──────── Material shown

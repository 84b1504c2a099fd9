//! Grid and randomized hyperparameter search

use super::scoring::accuracy;
use super::space::{ParamDistribution, ParamGrid, expand_grid};
use super::trace::{SearchTrace, TraceIteration};
use crate::error::{FoldwiseError, FoldwiseResult};
use crate::estimators::math::argmax;
use crate::model::params::{split_nested, unknown_param};
use crate::model::traits::not_fitted;
use crate::model::{Classifier, Estimator, ParamMap, ParamValue, ProbabilitySupport};
use crate::task::stratified_folds;
use ndarray::{Array2, ArrayView2, Axis};
use rand::SeedableRng;
use rand::rngs::SmallRng;
use std::collections::BTreeMap;
use tracing::debug;

/// Inner cross-validation folds used when none are configured
pub const DEFAULT_INNER_FOLDS: usize = 3;

/// How candidate settings are generated
#[derive(Debug, Clone, PartialEq)]
pub enum SearchStrategy {
    /// Every combination of the grid
    Grid(ParamGrid),
    /// `n_iter` independent draws from the distributions
    Random {
        distributions: BTreeMap<String, ParamDistribution>,
        n_iter: usize,
    },
}

/// Search wrapper around a base classifier.
///
/// `fit` scores every candidate with stratified k-fold accuracy on the
/// training data, refits the best one on all of it and keeps the history
/// as a [`SearchTrace`]. Predictions come from the refitted model.
#[derive(Debug)]
pub struct SearchCv {
    base: Box<dyn Estimator>,
    strategy: SearchStrategy,
    cv: usize,
    random_state: u64,
    best: Option<Box<dyn Estimator>>,
    trace: Option<SearchTrace>,
}

impl SearchCv {
    pub fn grid(base: Box<dyn Estimator>, grid: ParamGrid) -> Self {
        Self::with_strategy(base, SearchStrategy::Grid(grid))
    }

    pub fn random(
        base: Box<dyn Estimator>,
        distributions: BTreeMap<String, ParamDistribution>,
        n_iter: usize,
    ) -> Self {
        Self::with_strategy(
            base,
            SearchStrategy::Random {
                distributions,
                n_iter,
            },
        )
    }

    fn with_strategy(base: Box<dyn Estimator>, strategy: SearchStrategy) -> Self {
        Self {
            base,
            strategy,
            cv: DEFAULT_INNER_FOLDS,
            random_state: 0,
            best: None,
            trace: None,
        }
    }

    /// Number of inner folds
    pub fn with_cv(mut self, cv: usize) -> Self {
        self.cv = cv;
        self
    }

    pub fn with_random_state(mut self, seed: u64) -> Self {
        self.random_state = seed;
        self
    }

    pub fn cv(&self) -> usize {
        self.cv
    }

    pub fn strategy(&self) -> &SearchStrategy {
        &self.strategy
    }

    /// Best parameter setting, after fit
    pub fn best_params(&self) -> Option<&ParamMap> {
        self.trace.as_ref().and_then(|t| t.best()).map(|b| &b.params)
    }

    fn candidates(&self) -> Vec<ParamMap> {
        match &self.strategy {
            SearchStrategy::Grid(grid) => expand_grid(grid),
            SearchStrategy::Random {
                distributions,
                n_iter,
            } => {
                let mut rng = SmallRng::seed_from_u64(self.random_state);
                (0..*n_iter)
                    .map(|_| {
                        distributions
                            .iter()
                            .map(|(name, dist)| (name.clone(), dist.sample(&mut rng)))
                            .collect()
                    })
                    .collect()
            }
        }
    }

    fn searched_names(&self) -> Vec<&String> {
        match &self.strategy {
            SearchStrategy::Grid(grid) => grid.keys().collect(),
            SearchStrategy::Random { distributions, .. } => distributions.keys().collect(),
        }
    }

    fn fitted(&self) -> FoldwiseResult<&dyn Classifier> {
        self.best
            .as_ref()
            .and_then(|best| best.as_classifier())
            .ok_or_else(|| not_fitted(self.kind()))
    }

    /// Fresh base estimator configured with `params`
    fn configured(&self, params: &ParamMap) -> FoldwiseResult<Box<dyn Estimator>> {
        let mut estimator = self.base.clone_box();
        estimator.set_params(params)?;
        estimator.validate()?;
        Ok(estimator)
    }

    fn score_candidate(
        &self,
        params: &ParamMap,
        x: ArrayView2<'_, f64>,
        y: &[usize],
        folds: &[Vec<usize>],
    ) -> FoldwiseResult<Vec<f64>> {
        let n = y.len();
        folds
            .iter()
            .map(|test| {
                let train: Vec<usize> = (0..n).filter(|i| test.binary_search(i).is_err()).collect();
                let mut estimator = self.configured(params)?;
                let classifier = estimator
                    .as_classifier_mut()
                    .ok_or_else(|| not_a_classifier(self.base.kind()))?;
                let train_y: Vec<usize> = train.iter().map(|&i| y[i]).collect();
                classifier.fit(x.select(Axis(0), &train).view(), &train_y)?;
                let predicted = classifier.predict(x.select(Axis(0), test).view())?;
                let truth: Vec<usize> = test.iter().map(|&i| y[i]).collect();
                Ok(accuracy(&predicted, &truth))
            })
            .collect()
    }
}

fn not_a_classifier(kind: &str) -> FoldwiseError {
    FoldwiseError::capability(kind, format!("'{}' is not a classifier", kind))
}

impl Estimator for SearchCv {
    fn kind(&self) -> &'static str {
        match self.strategy {
            SearchStrategy::Grid(_) => "grid_search",
            SearchStrategy::Random { .. } => "randomized_search",
        }
    }

    fn params(&self) -> ParamMap {
        let mut params = ParamMap::new();
        params.insert("cv".into(), self.cv.into());
        params.insert("random_state".into(), ParamValue::Int(self.random_state as i64));
        match &self.strategy {
            SearchStrategy::Grid(grid) => {
                params.insert(
                    "param_grid".into(),
                    serde_json::to_string(grid).unwrap_or_default().into(),
                );
            }
            SearchStrategy::Random {
                distributions,
                n_iter,
            } => {
                params.insert("n_iter".into(), (*n_iter).into());
                params.insert(
                    "param_distributions".into(),
                    serde_json::to_string(distributions).unwrap_or_default().into(),
                );
            }
        }
        for (name, value) in self.base.params() {
            params.insert(format!("estimator__{}", name), value);
        }
        params
    }

    fn set_param(&mut self, name: &str, value: ParamValue) -> FoldwiseResult<()> {
        if let Some(("estimator", inner)) = split_nested(name) {
            return self.base.set_param(inner, value);
        }
        let kind = self.kind();
        match (name, &mut self.strategy) {
            ("cv", _) => {
                self.cv = value.as_i64().filter(|v| *v >= 2).map(|v| v as usize).ok_or_else(
                    || {
                        FoldwiseError::invalid_configuration(
                            "cv",
                            format!("cv must be at least 2; got (cv={})", value.repr()),
                        )
                    },
                )?
            }
            ("random_state", _) => self.random_state = value.as_i64().unwrap_or(0) as u64,
            ("n_iter", SearchStrategy::Random { n_iter, .. }) => {
                *n_iter = value.as_i64().filter(|v| *v > 0).map(|v| v as usize).ok_or_else(
                    || {
                        FoldwiseError::invalid_configuration(
                            "n_iter",
                            format!("n_iter must be positive; got (n_iter={})", value.repr()),
                        )
                    },
                )?
            }
            (other, _) => return Err(unknown_param(kind, other)),
        }
        Ok(())
    }

    fn validate(&self) -> FoldwiseResult<()> {
        if self.cv < 2 {
            return Err(FoldwiseError::invalid_configuration(
                "cv",
                format!("cv must be at least 2; got (cv={})", self.cv),
            ));
        }
        match &self.strategy {
            SearchStrategy::Grid(grid) => {
                if let Some((name, _)) = grid.iter().find(|(_, values)| values.is_empty()) {
                    return Err(FoldwiseError::invalid_configuration(
                        name.as_str(),
                        format!("Parameter grid for '{}' is empty", name),
                    ));
                }
            }
            SearchStrategy::Random {
                distributions,
                n_iter,
            } => {
                if *n_iter == 0 {
                    return Err(FoldwiseError::invalid_configuration(
                        "n_iter",
                        "n_iter must be positive; got (n_iter=0)",
                    ));
                }
                for (name, dist) in distributions {
                    dist.validate(name)?;
                }
            }
        }
        let known = self.base.params();
        if let Some(name) = self.searched_names().into_iter().find(|n| !known.contains_key(*n)) {
            return Err(unknown_param(self.base.kind(), name));
        }
        self.base.validate()
    }

    fn components(&self) -> Vec<(String, &dyn Estimator)> {
        vec![("estimator".to_string(), self.base.as_ref())]
    }

    fn clone_box(&self) -> Box<dyn Estimator> {
        Box::new(Self {
            base: self.base.clone_box(),
            strategy: self.strategy.clone(),
            cv: self.cv,
            random_state: self.random_state,
            best: None,
            trace: None,
        })
    }

    fn as_classifier(&self) -> Option<&dyn Classifier> {
        self.base.as_classifier().map(|_| self as &dyn Classifier)
    }

    fn as_classifier_mut(&mut self) -> Option<&mut dyn Classifier> {
        if self.base.as_classifier().is_some() {
            Some(self)
        } else {
            None
        }
    }
}

impl Classifier for SearchCv {
    fn fit(&mut self, x: ArrayView2<'_, f64>, y: &[usize]) -> FoldwiseResult<()> {
        self.validate()?;
        if y.len() < self.cv {
            return Err(FoldwiseError::estimator(
                self.kind(),
                format!("cannot run {}-fold search on {} samples", self.cv, y.len()),
            ));
        }
        let mut rng = SmallRng::seed_from_u64(self.random_state);
        let folds = stratified_folds(y, self.cv, &mut rng);

        let iterations = self
            .candidates()
            .into_iter()
            .map(|params| {
                let split_scores = self.score_candidate(&params, x, y, &folds)?;
                let mean_score = split_scores.iter().sum::<f64>() / split_scores.len() as f64;
                Ok(TraceIteration {
                    params,
                    mean_score,
                    split_scores,
                })
            })
            .collect::<FoldwiseResult<Vec<_>>>()?;

        let best_index = argmax(iterations.iter().map(|it| it.mean_score));
        let mut best = self.configured(&iterations[best_index].params)?;
        best.as_classifier_mut()
            .ok_or_else(|| not_a_classifier(self.base.kind()))?
            .fit(x, y)?;
        debug!(
            search = self.kind(),
            iterations = iterations.len(),
            best_index,
            "search finished"
        );

        self.best = Some(best);
        self.trace = Some(SearchTrace {
            iterations,
            best_index,
        });
        Ok(())
    }

    fn classes(&self) -> &[usize] {
        self.fitted().map(|c| c.classes()).unwrap_or(&[])
    }

    /// Before fit this reflects the base configuration; after fit, the
    /// refitted best one
    fn probability_support(&self) -> ProbabilitySupport {
        let current = self.best.as_ref().unwrap_or(&self.base);
        current.as_classifier().map_or_else(
            || ProbabilitySupport::Unsupported(format!("'{}' is not a classifier", current.kind())),
            |c| c.probability_support(),
        )
    }

    fn predict_proba(&self, x: ArrayView2<'_, f64>) -> FoldwiseResult<Array2<f64>> {
        self.fitted()?.predict_proba(x)
    }

    fn predict(&self, x: ArrayView2<'_, f64>) -> FoldwiseResult<Vec<usize>> {
        self.fitted()?.predict(x)
    }

    fn search_trace(&self) -> Option<&SearchTrace> {
        self.trace.as_ref()
    }
}
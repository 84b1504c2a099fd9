//! `run`: execute a model on a task and optionally publish it

use super::models::build_estimator;
use crate::args::{RunArgs, TraceChoice};
use crate::console::CliConsole;
use foldwise_core::error::{FoldwiseError, FoldwiseResult};
use foldwise_core::runs::{MEAN_ABSOLUTE_ERROR, PREDICTIVE_ACCURACY, Run, RunExecutor, TraceGranularity};
use foldwise_sdk::FoldwiseSdk;
use std::time::Instant;

pub async fn execute(sdk: FoldwiseSdk, args: RunArgs, console: &mut CliConsole) -> FoldwiseResult<()> {
    let granularity = match args.trace {
        TraceChoice::Iteration => TraceGranularity::PerIteration,
        TraceChoice::InnerSplit => TraceGranularity::PerInnerSplit,
    };
    let sdk = sdk.with_executor(
        RunExecutor::new()
            .with_trace_granularity(granularity)
            .with_parallelism(args.parallel),
    );
    // fail on bad model settings before any download
    let estimator = build_estimator(args.model, args.search, args.n_iter, args.seed)?;

    console.start_progress(&format!("Downloading task {}", args.task_id));
    let task = sdk.get_task(args.task_id).await;
    console.finish_progress();
    let task = task?;

    console.start_progress(&format!(
        "Running {} on task {} ({})",
        estimator.kind(),
        task.task_id(),
        task.procedure()
    ));
    let started = Instant::now();
    let run = sdk.run_local(&task, estimator);
    console.finish_progress();
    let mut run = run?;

    print_summary(&run, started.elapsed(), console);

    if let Some(path) = &args.output {
        std::fs::write(path, run.predictions_arff().to_string()).map_err(|e| {
            FoldwiseError::io_with_path(
                format!("Failed to write predictions: {}", e),
                path.display().to_string(),
            )
        })?;
        console.success(&format!("Predictions written to {}", path.display()));
    }

    if args.publish {
        for tag in args.tags {
            run = run.with_tag(tag);
        }
        console.start_progress("Publishing run");
        let published = sdk.publish(&mut run).await;
        console.finish_progress();
        let run_id = published?;
        console.success(&format!("Published run {}", run_id));
    } else if !args.tags.is_empty() {
        console.warn("Tags are only sent when publishing (--publish)");
    }
    Ok(())
}

fn print_summary(run: &Run, elapsed: std::time::Duration, console: &CliConsole) {
    console.print_header("Run summary");
    console.field("task", run.task_id);
    if let Some(name) = &run.flow_name {
        console.field("flow", name);
    }
    console.field("predictions", run.predictions.len());
    if let Some(trace) = &run.trace {
        console.field("trace rows", trace.len());
    }
    for metric in [PREDICTIVE_ACCURACY, MEAN_ABSOLUTE_ERROR] {
        if let Some(value) = run.evaluations.get(metric) {
            console.field(metric, format!("{:.4}", value));
        }
    }
    if let Some(per_repeat) = run.detailed_evaluations.get(PREDICTIVE_ACCURACY) {
        for (repeat, folds) in per_repeat.iter().enumerate() {
            let scores: Vec<String> = folds.iter().map(|s| format!("{:.3}", s)).collect();
            console.info(&format!("repeat {}: {}", repeat, scores.join(" ")));
        }
    }
    console.field("elapsed", format!("{:.2}s", elapsed.as_secs_f64()));
}
//! Logging configuration

use serde::{Deserialize, Serialize};

/// Logging configuration consumed by the CLI's subscriber setup
#[derive(Debug, Clone, PartialEq, Serialize, Deserialize)]
pub struct LoggingConfig {
    /// Log level (trace, debug, info, warn, error)
    #[serde(default = "LoggingConfig::default_level")]
    pub level: String,
    /// Log format (json, pretty, compact)
    #[serde(default = "LoggingConfig::default_format")]
    pub format: String,
}

impl LoggingConfig {
    fn default_level() -> String {
        "warn".to_string()
    }

    fn default_format() -> String {
        "compact".to_string()
    }

    /// Merge with another logging config, preferring its non-empty values
    pub fn merge(&mut self, other: LoggingConfig) {
        if !other.level.is_empty() {
            self.level = other.level;
        }
        if !other.format.is_empty() {
            self.format = other.format;
        }
    }

    /// Check the level and format names
    pub fn validate(&self) -> Result<(), String> {
        const LEVELS: [&str; 5] = ["trace", "debug", "info", "warn", "error"];
        const FORMATS: [&str; 3] = ["json", "pretty", "compact"];
        if !LEVELS.contains(&self.level.to_lowercase().as_str()) {
            return Err(format!("Unknown log level '{}'", self.level));
        }
        if !FORMATS.contains(&self.format.to_lowercase().as_str()) {
            return Err(format!("Unknown log format '{}'", self.format));
        }
        Ok(())
    }
}

impl Default for LoggingConfig {
    fn default() -> Self {
        Self {
            level: Self::default_level(),
            format: Self::default_format(),
        }
    }
}
//! UnifiedError trait implementation for FoldwiseError

use super::types::{FoldwiseError, UnifiedError};

impl UnifiedError for FoldwiseError {
    fn error_code(&self) -> &str {
        match self {
            Self::Capability { .. } => "FOLDWISE_CAPABILITY",
            Self::InvalidConfiguration { .. } => "FOLDWISE_INVALID_CONFIGURATION",
            Self::Estimator { .. } => "FOLDWISE_ESTIMATOR",
            Self::ServerRejection { .. } => "FOLDWISE_SERVER_REJECTION",
            Self::NotFound { .. } => "FOLDWISE_NOT_FOUND",
            Self::InvalidTask { .. } => "FOLDWISE_INVALID_TASK",
            Self::Arff { .. } => "FOLDWISE_ARFF",
            Self::Config { .. } => "FOLDWISE_CONFIG",
            Self::Io { .. } => "FOLDWISE_IO",
            Self::Json { .. } => "FOLDWISE_JSON",
            Self::Http { .. } => "FOLDWISE_HTTP",
            Self::InvalidInput { .. } => "FOLDWISE_INVALID_INPUT",
            Self::Other { .. } => "FOLDWISE_OTHER",
        }
    }

    fn message(&self) -> &str {
        match self {
            Self::Capability { message, .. } => message,
            Self::InvalidConfiguration { message, .. } => message,
            Self::Estimator { message, .. } => message,
            Self::ServerRejection { message, .. } => message,
            Self::NotFound { id, .. } => id,
            Self::InvalidTask { message, .. } => message,
            Self::Arff { message, .. } => message,
            Self::Config { message, .. } => message,
            Self::Io { message, .. } => message,
            Self::Json { message, .. } => message,
            Self::Http { message, .. } => message,
            Self::InvalidInput { message, .. } => message,
            Self::Other { message, .. } => message,
        }
    }

    fn context(&self) -> Option<&str> {
        match self {
            Self::Capability { context, .. }
            | Self::InvalidConfiguration { context, .. }
            | Self::Estimator { context, .. }
            | Self::ServerRejection { context, .. }
            | Self::NotFound { context, .. }
            | Self::InvalidTask { context, .. }
            | Self::Arff { context, .. }
            | Self::Config { context, .. }
            | Self::Io { context, .. }
            | Self::Json { context, .. }
            | Self::Http { context, .. }
            | Self::InvalidInput { context, .. }
            | Self::Other { context, .. } => context.as_deref(),
        }
    }

    fn is_retryable(&self) -> bool {
        match self {
            Self::Http { status_code, .. } => {
                matches!(status_code, None | Some(429) | Some(502) | Some(503) | Some(504))
            }
            _ => false,
        }
    }
}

────────────────

_Exercise_
Could you work out how many lines above contain the string "settings"? Only the number should be given.

_Output below_
2